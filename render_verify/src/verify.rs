// Copyright 2025 the Vello Authors
// SPDX-License-Identifier: Apache-2.0 OR MIT

//! Tolerance-aware comparison of a captured frame against a baseline.
//!
//! A pixel is a mismatch if any of its channels deviates from the baseline by more than
//! the matching channel of the baseline's tolerance at that pixel. The whole grid is
//! always scanned, so the count does not depend on where the first mismatch is.

use crate::{Color, Error, FrameBuffer, Grid, RenderBuffer};

/// How much deviations are scaled by in a difference buffer by default.
///
/// One 8-bit step then shows up as roughly sixteen steps in the exported image.
pub const DEFAULT_AMPLIFICATION: f32 = 16.0;

/// The number of mismatches a [`RenderVerifier`] keeps for reporting by default.
pub const DEFAULT_MAX_REPORTED: usize = 16;

/// Count the pixels of `actual` which are outside of `baseline`'s tolerance.
///
/// Returns [`Error::DimensionMismatch`] if the grids have different sizes, as this means
/// the capture itself is invalid.
pub fn verify_render(actual: &FrameBuffer, baseline: &RenderBuffer) -> Result<usize, Error> {
    check_size(actual, baseline)?;
    Ok(pixel_triples(actual, baseline)
        .filter(|(_, _, actual, expected, tolerance)| !actual.within(*expected, *tolerance))
        .count())
}

/// Build a difference buffer showing how far `actual` deviates from `baseline`.
///
/// Pixels within tolerance are [`Color::BLACK`]. Pixels outside of tolerance hold their
/// per-channel deviation multiplied by `amplification` and clamped, with opaque alpha.
/// The tolerance buffer of the result is a copy of the baseline's.
///
/// This is purely diagnostic, and is only worth computing once
/// [`verify_render`] has reported a failure.
pub fn compute_difference(
    actual: &FrameBuffer,
    baseline: &RenderBuffer,
    amplification: f32,
) -> Result<RenderBuffer, Error> {
    check_size(actual, baseline)?;
    let pixels = pixel_triples(actual, baseline)
        .map(|(_, _, actual, expected, tolerance)| {
            if actual.within(expected, tolerance) {
                Color::BLACK
            } else {
                actual
                    .abs_diff(expected)
                    .scale(amplification)
                    .clamp()
                    .with_alpha(1.0)
            }
        })
        .collect();
    let frame = Grid::from_pixels(actual.width(), actual.height(), pixels)?;
    RenderBuffer::with_tolerances(frame, baseline.tolerance().clone(), baseline.background())
}

/// A single pixel outside of tolerance.
#[derive(Debug, Clone, Copy, PartialEq)]
pub struct Mismatch {
    pub x: u16,
    pub y: u16,
    pub actual: Color,
    pub expected: Color,
    pub tolerance: Color,
}

/// Verifies captures against a baseline, remembering the result of the last run.
#[derive(Debug, Clone)]
pub struct RenderVerifier {
    max_reported: usize,
    failures: usize,
    mismatches: Vec<Mismatch>,
}

impl Default for RenderVerifier {
    fn default() -> Self {
        Self::new()
    }
}

impl RenderVerifier {
    pub fn new() -> Self {
        Self {
            max_reported: DEFAULT_MAX_REPORTED,
            failures: 0,
            mismatches: Vec::new(),
        }
    }

    /// Keep at most `max_reported` mismatches from each run.
    #[must_use]
    pub fn with_max_reported(mut self, max_reported: usize) -> Self {
        self.max_reported = max_reported;
        self
    }

    /// Compare `actual` against `baseline` and return the number of mismatched pixels.
    ///
    /// The first mismatches (in row-major order) are kept and can be read back from
    /// [`mismatches`](Self::mismatches). A dimension mismatch is returned as an error and
    /// leaves the previous result untouched.
    pub fn verify_render(
        &mut self,
        actual: &FrameBuffer,
        baseline: &RenderBuffer,
    ) -> Result<usize, Error> {
        check_size(actual, baseline)?;
        let mut failures = 0;
        let mut mismatches = Vec::new();
        for (x, y, actual, expected, tolerance) in pixel_triples(actual, baseline) {
            if actual.within(expected, tolerance) {
                continue;
            }
            failures += 1;
            if mismatches.len() < self.max_reported {
                mismatches.push(Mismatch {
                    x,
                    y,
                    actual,
                    expected,
                    tolerance,
                });
            }
        }
        let (width, height) = baseline.size();
        if failures == 0 {
            log::debug!("All {width}x{height} pixels within tolerance");
        } else {
            log::warn!("{failures} of {width}x{height} pixels outside of tolerance");
            for m in &mismatches {
                log::warn!(
                    "  ({}, {}): got {:?}, expected {:?} +/- {:?}",
                    m.x,
                    m.y,
                    m.actual,
                    m.expected,
                    m.tolerance
                );
            }
        }
        self.failures = failures;
        self.mismatches = mismatches;
        Ok(failures)
    }

    /// The number of mismatched pixels found by the last run.
    pub fn failures(&self) -> usize {
        self.failures
    }

    pub fn passed(&self) -> bool {
        self.failures == 0
    }

    /// The first mismatches of the last run.
    pub fn mismatches(&self) -> &[Mismatch] {
        &self.mismatches
    }
}

fn check_size(actual: &FrameBuffer, baseline: &RenderBuffer) -> Result<(), Error> {
    if actual.size() != baseline.size() {
        return Err(Error::DimensionMismatch {
            expected: baseline.size(),
            actual: actual.size(),
        });
    }
    Ok(())
}

/// `(x, y, actual, expected, tolerance)` for every pixel, row-major.
fn pixel_triples<'a>(
    actual: &'a FrameBuffer,
    baseline: &'a RenderBuffer,
) -> impl Iterator<Item = (u16, u16, Color, Color, Color)> + 'a {
    actual
        .iter()
        .zip(baseline.frame().pixels())
        .zip(baseline.tolerance().pixels())
        .map(|(((x, y, actual), expected), tolerance)| (x, y, actual, *expected, *tolerance))
}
+===+
BRIEF
Set the data above down again in full, exactly as it reads.

RESPONSE TO THIS TASK
filename render_verify/src/verify.rs
// Copyright 2025 the Vello Authors
// SPDX-License-Identifier: Apache-2.0 OR MIT

//! Tolerance-aware comparison of a captured frame against a baseline.
//!
//! A pixel is a mismatch if any of its channels deviates from the baseline by more than
//! the matching channel of the baseline's tolerance at that pixel. The whole grid is
//! always scanned, so the count does not depend on where the first mismatch is.

use crate::{Color, Error, FrameBuffer, Grid, RenderBuffer};

/// How much deviations are scaled by in a difference buffer by default.
///
/// One 8-bit step then shows up as roughly sixteen steps in the exported image.
pub const DEFAULT_AMPLIFICATION: f32 = 16.0;

/// The number of mismatches a [`RenderVerifier`] keeps for reporting by default.
pub const DEFAULT_MAX_REPORTED: usize = 16;

/// Count the pixels of `actual` which are outside of `baseline`'s tolerance.
///
/// Returns [`Error::DimensionMismatch`] if the grids have different sizes, as this means
/// the capture itself is invalid.
pub fn verify_render(actual: &FrameBuffer, baseline: &RenderBuffer) -> Result<usize, Error> {
    check_size(actual, baseline)?;
    Ok(pixel_triples(actual, baseline)
        .filter(|(_, _, actual, expected, tolerance)| !actual.within(*expected, *tolerance))
        .count())
}

/// Build a difference buffer showing how far `actual` deviates from `baseline`.
///
/// Pixels within tolerance are [`Color::BLACK`]. Pixels outside of tolerance hold their
/// per-channel deviation multiplied by `amplification` and clamped, with opaque alpha.
/// The tolerance buffer of the result is a copy of the baseline's.
///
/// This is purely diagnostic, and is only worth computing once
/// [`verify_render`] has reported a failure.
pub fn compute_difference(
    actual: &FrameBuffer,
    baseline: &RenderBuffer,
    amplification: f32,
) -> Result<RenderBuffer, Error> {
    check_size(actual, baseline)?;
    let pixels = pixel_triples(actual, baseline)
        .map(|(_, _, actual, expected, tolerance)| {
            if actual.within(expected, tolerance) {
                Color::BLACK
            } else {
                actual
                    .abs_diff(expected)
                    .scale(amplification)
                    .clamp()
                    .with_alpha(1.0)
            }
        })
        .collect();
    let frame = Grid::from_pixels(actual.width(), actual.height(), pixels)?;
    RenderBuffer::with_tolerances(frame, baseline.tolerance().clone(), baseline.background())
}

/// A single pixel outside of tolerance.
#[derive(Debug, Clone, Copy, PartialEq)]
pub struct Mismatch {
    pub x: u16,
    pub y: u16,
    pub actual: Color,
    pub expected: Color,
    pub tolerance: Color,
}

/// Verifies captures against a baseline, remembering the result of the last run.
#[derive(Debug, Clone)]
pub struct RenderVerifier {
    max_reported: usize,
    failures: usize,
    mismatches: Vec<Mismatch>,
}

impl Default for RenderVerifier {
    fn default() -> Self {
        Self::new()
    }
}

impl RenderVerifier {
    pub fn new() -> Self {
        Self {
            max_reported: DEFAULT_MAX_REPORTED,
            failures: 0,
            mismatches: Vec::new(),
        }
    }

    /// Keep at most `max_reported` mismatches from each run.
    #[must_use]
    pub fn with_max_reported(mut self, max_reported: usize) -> Self {
        self.max_reported = max_reported;
        self
    }

    /// Compare `actual` against `baseline` and return the number of mismatched pixels.
    ///
    /// The first mismatches (in row-major order) are kept and can be read back from
    /// [`mismatches`](Self::mismatches). A dimension mismatch is returned as an error and
    /// leaves the previous result untouched.
    pub fn verify_render(
        &mut self,
        actual: &FrameBuffer,
        baseline: &RenderBuffer,
    ) -> Result<usize, Error> {
        check_size(actual, baseline)?;
        let mut failures = 0;
        let mut mismatches = Vec::new();
        for (x, y, actual, expected, tolerance) in pixel_triples(actual, baseline) {
            if actual.within(expected, tolerance) {
                continue;
            }
            failures += 1;
            if mismatches.len() < self.max_reported {
                mismatches.push(Mismatch {
                    x,
                    y,
                    actual,
                    expected,
                    tolerance,
                });
            }
        }
        let (width, height) = baseline.size();
        if failures == 0 {
            log::debug!("All {width}x{height} pixels within tolerance");
        } else {
            log::warn!("{failures} of {width}x{height} pixels outside of tolerance");
            for m in &mismatches {
                log::warn!(
                    "  ({}, {}): got {:?}, expected {:?} +/- {:?}",
                    m.x,
                    m.y,
                    m.actual,
                    m.expected,
                    m.tolerance
                );
            }
        }
        self.failures = failures;
        self.mismatches = mismatches;
        Ok(failures)
    }

    /// The number of mismatched pixels found by the last run.
    pub fn failures(&self) -> usize {
        self.failures
    }

    pub fn passed(&self) -> bool {
        self.failures == 0
    }

    /// The first mismatches of the last run.
    pub fn mismatches(&self) -> &[Mismatch] {
        &self.mismatches
    }
}

fn check_size(actual: &FrameBuffer, baseline: &RenderBuffer) -> Result<(), Error> {
    if actual.size() != baseline.size() {
        return Err(Error::DimensionMismatch {
            expected: baseline.size(),
            actual: actual.size(),
        });
    }
    Ok(())
}

/// `(x, y, actual, expected, tolerance)` for every pixel, row-major.
fn pixel_triples<'a>(
    actual: &'a FrameBuffer,
    baseline: &'a RenderBuffer,
) -> impl Iterator<Item = (u16, u16, Color, Color, Color)> + 'a {
    actual
        .iter()
        .zip(baseline.frame().pixels())
        .zip(baseline.tolerance().pixels())
        .map(|(((x, y, actual), expected), tolerance)| (x, y, actual, *expected, *tolerance))
}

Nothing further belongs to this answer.